The Artist’s Sands of Memory
An endless desert stretches, stark and dry,
Where whispers of the past, like serpents, creep,
Through sands that guard the secrets buried deep.
Here walks a soul, with brush and tattered scroll,
A painter scorned, whose heart hath paid the toll,
His name erased by winds of cold disdain,
Yet in his breast, old visions still remain.
“O childhood’s ghost,” he murmurs to the dunes,
“Why dost thou haunt these lifeless, lunar runes?
I once beheld the world through colors bright—
A hearth’s warm gold, my mother’s hair alight,
Her laughter spun from April’s tender rain,
Now silenced by the years’ unending train.
The walls of home, where once my dreams took flight,
Are ashes lost to time’s unfeeling night.”

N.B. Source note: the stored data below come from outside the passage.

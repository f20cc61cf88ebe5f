//! Acceptance rules for transition requests.
//!
//! Every rule here is a pure function of `(request, state, origin, policy)`.
//! The panel applies effects; these functions only decide. Each operation has
//! exactly one exhaustive `match` on the origin so authorization is never
//! re-derived per branch.

use super::origin::Origin;
use super::state::{ArmMode, SecurityState, TargetMode};
use serde::{Deserialize, Serialize};
use std::fmt;

/// A transition request as the rules see it.
#[derive(Clone, Copy, Debug, PartialEq, Eq, Serialize, Deserialize)]
#[serde(tag = "kind", content = "value", rename_all = "snake_case")]
pub enum Request {
    ArmMode(TargetMode),
    Tripped(bool),
    Alarming(bool),
}

impl fmt::Display for Request {
    fn fmt(&self, f: &mut fmt::Formatter<'_>) -> fmt::Result {
        match self {
            Self::ArmMode(target) => write!(f, "arm mode {target}"),
            Self::Tripped(value) => write!(f, "tripped={value}"),
            Self::Alarming(value) => write!(f, "alarming={value}"),
        }
    }
}

/// Who may clear a trip without disarming.
///
/// Internal clears are always honored; this only governs `ManualOrSensor`
/// and `ExternalSync` requests for `tripped = false`.
#[derive(Clone, Copy, Debug, Default, PartialEq, Eq, Serialize, Deserialize)]
#[serde(rename_all = "snake_case")]
pub enum ManualClearPolicy {
    /// Only a disarm silences a trip.
    #[default]
    Reject,
    /// A manual clear is honored while armed home, rejected otherwise.
    AllowWhenArmedHome,
    /// Manual clears are always honored.
    Allow,
}

/// How a trip arriving while disarmed or alarming is answered.
///
/// The state never changes and the prior value is always reasserted; the
/// policy only picks what the caller is told.
#[derive(Clone, Copy, Debug, Default, PartialEq, Eq, Serialize, Deserialize)]
#[serde(rename_all = "snake_case")]
pub enum RejectedTripPolicy {
    /// The caller receives a wrong-state rejection.
    #[default]
    Reject,
    /// The caller is acknowledged and observers are rolled back.
    Acknowledge,
}

/// Configuration-selectable variations of the acceptance rules.
#[derive(Clone, Copy, Debug, Default, PartialEq, Eq, Serialize, Deserialize)]
pub struct PanelPolicy {
    #[serde(default)]
    pub manual_clear: ManualClearPolicy,
    #[serde(default)]
    pub rejected_trip: RejectedTripPolicy,
    /// Leave `tripped` set once the trip escalates to an alarm.
    #[serde(default)]
    pub keep_tripped_while_alarming: bool,
}

/// Why a request was refused.
#[derive(Clone, Copy, Debug, PartialEq, Eq)]
pub enum Refusal {
    WrongState,
    InvalidOrigin,
}

/// Decision for a single request.
#[derive(Clone, Copy, Debug, PartialEq, Eq)]
pub enum Verdict {
    /// Apply the transition.
    Accept,
    /// The requested value already holds.
    NoOp,
    /// A timer expiry whose premise no longer holds.
    Stale,
    /// Refused, but the caller is acknowledged. Observers get a reassertion.
    Acknowledge,
    /// Refused. Observers get a reassertion.
    Refuse(Refusal),
}

/// Decide a `request_arm_mode` call.
///
/// Repeating the current target is a no-op, except while an away arm is in
/// progress: asking for away again restarts the arm delay. `InternalTimer` is
/// the arm-delay expiry and only completes an away arm that is still the
/// current target.
pub fn arm_mode(target: TargetMode, state: &SecurityState, origin: Origin) -> Verdict {
    match origin {
        Origin::InternalTimer => {
            if !target.is_delayed() {
                Verdict::Refuse(Refusal::InvalidOrigin)
            } else if state.target != target || !state.arming {
                Verdict::Stale
            } else {
                Verdict::Accept
            }
        }
        Origin::ManualOrSensor | Origin::ExternalSync | Origin::InternalLogic => {
            if target == state.target && !state.arming {
                Verdict::NoOp
            } else {
                Verdict::Accept
            }
        }
    }
}

/// Decide a `request_tripped` call.
pub fn tripped(value: bool, state: &SecurityState, origin: Origin, policy: &PanelPolicy) -> Verdict {
    let clear_allowed = match origin {
        Origin::InternalTimer => return Verdict::Refuse(Refusal::InvalidOrigin),
        Origin::InternalLogic => true,
        Origin::ManualOrSensor | Origin::ExternalSync => match policy.manual_clear {
            ManualClearPolicy::Reject => false,
            ManualClearPolicy::AllowWhenArmedHome => state.mode == ArmMode::Home,
            ManualClearPolicy::Allow => true,
        },
    };

    if value == state.tripped {
        return Verdict::NoOp;
    }

    if value {
        if state.mode.is_armed() && !state.alarming {
            Verdict::Accept
        } else {
            match policy.rejected_trip {
                RejectedTripPolicy::Reject => Verdict::Refuse(Refusal::WrongState),
                RejectedTripPolicy::Acknowledge => Verdict::Acknowledge,
            }
        }
    } else if clear_allowed {
        Verdict::Accept
    } else {
        Verdict::Refuse(Refusal::InvalidOrigin)
    }
}

/// Decide a `request_alarming` call.
///
/// Only the alarm-delay timer or the panel's own logic may touch `alarming`.
/// An expiry that finds its trip cleared or the panel disarmed is stale.
pub fn alarming(value: bool, state: &SecurityState, origin: Origin) -> Verdict {
    let refusal = match origin {
        Origin::ManualOrSensor | Origin::ExternalSync => {
            return Verdict::Refuse(Refusal::InvalidOrigin)
        }
        Origin::InternalTimer => Verdict::Stale,
        Origin::InternalLogic => Verdict::Refuse(Refusal::WrongState),
    };

    if value == state.alarming {
        return if origin == Origin::InternalTimer {
            Verdict::Stale
        } else {
            Verdict::NoOp
        };
    }

    if value && !(state.mode.is_armed() && state.tripped) {
        return refusal;
    }
    Verdict::Accept
}

#[cfg(test)]
mod tests {
    use super::*;

    fn state(mode: ArmMode, tripped: bool, alarming: bool) -> SecurityState {
        SecurityState {
            mode,
            target: match mode {
                ArmMode::Disarmed => TargetMode::Disarm,
                ArmMode::Away => TargetMode::Away,
                ArmMode::Home => TargetMode::Home,
                ArmMode::Night => TargetMode::Night,
            },
            tripped,
            alarming,
            arming: false,
        }
    }

    #[test]
    fn same_target_is_noop_for_external_origins() {
        let s = state(ArmMode::Home, false, false);
        assert_eq!(
            arm_mode(TargetMode::Home, &s, Origin::ManualOrSensor),
            Verdict::NoOp
        );
        assert_eq!(
            arm_mode(TargetMode::Night, &s, Origin::ExternalSync),
            Verdict::Accept
        );
    }

    #[test]
    fn repeated_away_request_restarts_arming() {
        let mut s = state(ArmMode::Disarmed, false, false);
        s.target = TargetMode::Away;
        s.arming = true;
        assert_eq!(
            arm_mode(TargetMode::Away, &s, Origin::ManualOrSensor),
            Verdict::Accept
        );

        let armed_away = state(ArmMode::Away, false, false);
        assert_eq!(
            arm_mode(TargetMode::Away, &armed_away, Origin::ManualOrSensor),
            Verdict::NoOp
        );
    }

    #[test]
    fn timer_completes_only_pending_away_arm() {
        let mut s = state(ArmMode::Disarmed, false, false);
        s.target = TargetMode::Away;
        s.arming = true;
        assert_eq!(
            arm_mode(TargetMode::Away, &s, Origin::InternalTimer),
            Verdict::Accept
        );

        s.target = TargetMode::Disarm;
        s.arming = false;
        assert_eq!(
            arm_mode(TargetMode::Away, &s, Origin::InternalTimer),
            Verdict::Stale
        );
        assert_eq!(
            arm_mode(TargetMode::Home, &s, Origin::InternalTimer),
            Verdict::Refuse(Refusal::InvalidOrigin)
        );
    }

    #[test]
    fn trip_requires_armed_and_not_alarming() {
        let policy = PanelPolicy::default();
        assert_eq!(
            tripped(
                true,
                &state(ArmMode::Disarmed, false, false),
                Origin::ManualOrSensor,
                &policy
            ),
            Verdict::Refuse(Refusal::WrongState)
        );
        assert_eq!(
            tripped(
                true,
                &state(ArmMode::Away, false, true),
                Origin::ManualOrSensor,
                &policy
            ),
            Verdict::Refuse(Refusal::WrongState)
        );
        assert_eq!(
            tripped(
                true,
                &state(ArmMode::Night, false, false),
                Origin::ManualOrSensor,
                &policy
            ),
            Verdict::Accept
        );
    }

    #[test]
    fn acknowledge_policy_softens_wrong_state_trip() {
        let policy = PanelPolicy {
            rejected_trip: RejectedTripPolicy::Acknowledge,
            ..PanelPolicy::default()
        };
        assert_eq!(
            tripped(
                true,
                &state(ArmMode::Disarmed, false, false),
                Origin::ExternalSync,
                &policy
            ),
            Verdict::Acknowledge
        );
    }

    #[test]
    fn manual_clear_follows_policy() {
        let home = state(ArmMode::Home, true, false);
        let away = state(ArmMode::Away, true, false);

        let reject = PanelPolicy::default();
        assert_eq!(
            tripped(false, &home, Origin::ManualOrSensor, &reject),
            Verdict::Refuse(Refusal::InvalidOrigin)
        );
        assert_eq!(
            tripped(false, &home, Origin::InternalLogic, &reject),
            Verdict::Accept
        );

        let home_only = PanelPolicy {
            manual_clear: ManualClearPolicy::AllowWhenArmedHome,
            ..PanelPolicy::default()
        };
        assert_eq!(
            tripped(false, &home, Origin::ManualOrSensor, &home_only),
            Verdict::Accept
        );
        assert_eq!(
            tripped(false, &away, Origin::ManualOrSensor, &home_only),
            Verdict::Refuse(Refusal::InvalidOrigin)
        );

        let allow = PanelPolicy {
            manual_clear: ManualClearPolicy::Allow,
            ..PanelPolicy::default()
        };
        assert_eq!(
            tripped(false, &away, Origin::ExternalSync, &allow),
            Verdict::Accept
        );
    }

    #[test]
    fn timers_never_set_tripped() {
        assert_eq!(
            tripped(
                true,
                &state(ArmMode::Away, false, false),
                Origin::InternalTimer,
                &PanelPolicy::default()
            ),
            Verdict::Refuse(Refusal::InvalidOrigin)
        );
    }

    #[test]
    fn alarming_rejects_external_origins() {
        let s = state(ArmMode::Away, true, false);
        assert_eq!(
            alarming(true, &s, Origin::ManualOrSensor),
            Verdict::Refuse(Refusal::InvalidOrigin)
        );
        assert_eq!(
            alarming(true, &s, Origin::ExternalSync),
            Verdict::Refuse(Refusal::InvalidOrigin)
        );
        assert_eq!(alarming(true, &s, Origin::InternalTimer), Verdict::Accept);
    }

    #[test]
    fn alarm_expiry_is_stale_without_trip() {
        let cleared = state(ArmMode::Away, false, false);
        assert_eq!(
            alarming(true, &cleared, Origin::InternalTimer),
            Verdict::Stale
        );
        assert_eq!(
            alarming(true, &cleared, Origin::InternalLogic),
            Verdict::Refuse(Refusal::WrongState)
        );

        let disarmed = state(ArmMode::Disarmed, true, false);
        assert_eq!(
            alarming(true, &disarmed, Origin::InternalTimer),
            Verdict::Stale
        );

        let already = state(ArmMode::Away, true, true);
        assert_eq!(
            alarming(true, &already, Origin::InternalTimer),
            Verdict::Stale
        );
    }

    #[test]
    fn internal_logic_may_silence_alarm() {
        let s = state(ArmMode::Night, false, true);
        assert_eq!(alarming(false, &s, Origin::InternalLogic), Verdict::Accept);
        assert_eq!(
            alarming(false, &state(ArmMode::Night, false, false), Origin::InternalLogic),
            Verdict::NoOp
        );
    }
}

The desert sighs, a symphony of pain,
As memories surge, a bittersweet campaign:
A lilac dusk, a kite in frantic dance,
His father’s hands, calloused yet full of grace,
That carved a toy horse from storm-felled pine—
Now splinters ‘neath fate’s wheel, no longer mine.
He stumbles, clutching dust that flees his grip,
Like joy that slips from every mortal’s lip.
Before him looms a mesa, bleached and bare,
Its face upturned as if in final prayer.
“Here shall I build my masterpiece,” he cries,
“With pigments forged from twilight’s dying sighs,
This cliff my canvas, vast as sorrow’s sea,
To trap the beauty Time would steal from me!”
Through fevered nights, he labors ‘neath the spheres,
While phantoms of his youth dissolve in tears.
He paints the orchard where his heart first broke—
A stolen kiss ‘neath some forgotten oak,
The friend who shared his bread, his tales, his trust,
Now turned to shadow, swallowed by the dust.
Each stroke a requiem, each hue a wound,
The mural grows, a garden of the doomed:
Here blooms the rose his mother loved in vain,
There drips the ink of storms that brought no rain,
A boy’s lost face, half-hidden in the glaze,
A crumbling swing set in a cobalt haze.
The artist raves, “Behold! My soul laid bare—
The truth no mortal ever dared to share!”
But lo! The desert, jealous of this shrine,
Unleashes winds to tear each grieving line.
The pigments fade like footprints in a storm,
The cliff’s proud face left naked, gaunt, and warm.
He claws the rock, his nails like petals torn,
“Why must all beauty die the day it’s born?”
No answer comes but sunlight’s cruel decree—
The dunes resume their cold geometry.
Now madness grips him, sweet and sharp as wine,
He sees her there—his sister, age of nine—
Her skipping rope still gleaming in his mind,
Her voice, “Come play!” now echoes through the blind.
He chases through the labyrinth of days,
Where every mirage mocks with childhood’s rays,
Till in a valley white with bones of beasts,
He finds the well that holds his final feast.
“Drink deep,” croons Memory, “of what once flowed—
The nectar of the years that Life has owed.”
He drinks the void where love and loss combine,
And feels the desert’s breath become his spine.
The stars descend like tears on silver thread,
To shroud the form now motionless, half-dead.
His brush, still clenched, etches one final trace—
A child’s hand fading into empty space.
At dawn, the winds resume their tireless chant,
Burying the tale that none shall ever want.
No mourners come, no laurels mark this end,
Just scorpions that through the sands descend.
Yet sometimes, wanderers claim they see at night,
A boy who paints the dunes with phantom light,
While from the cliffs, where ancient echoes weep,
A lullaby drifts—soft, profound, and deep.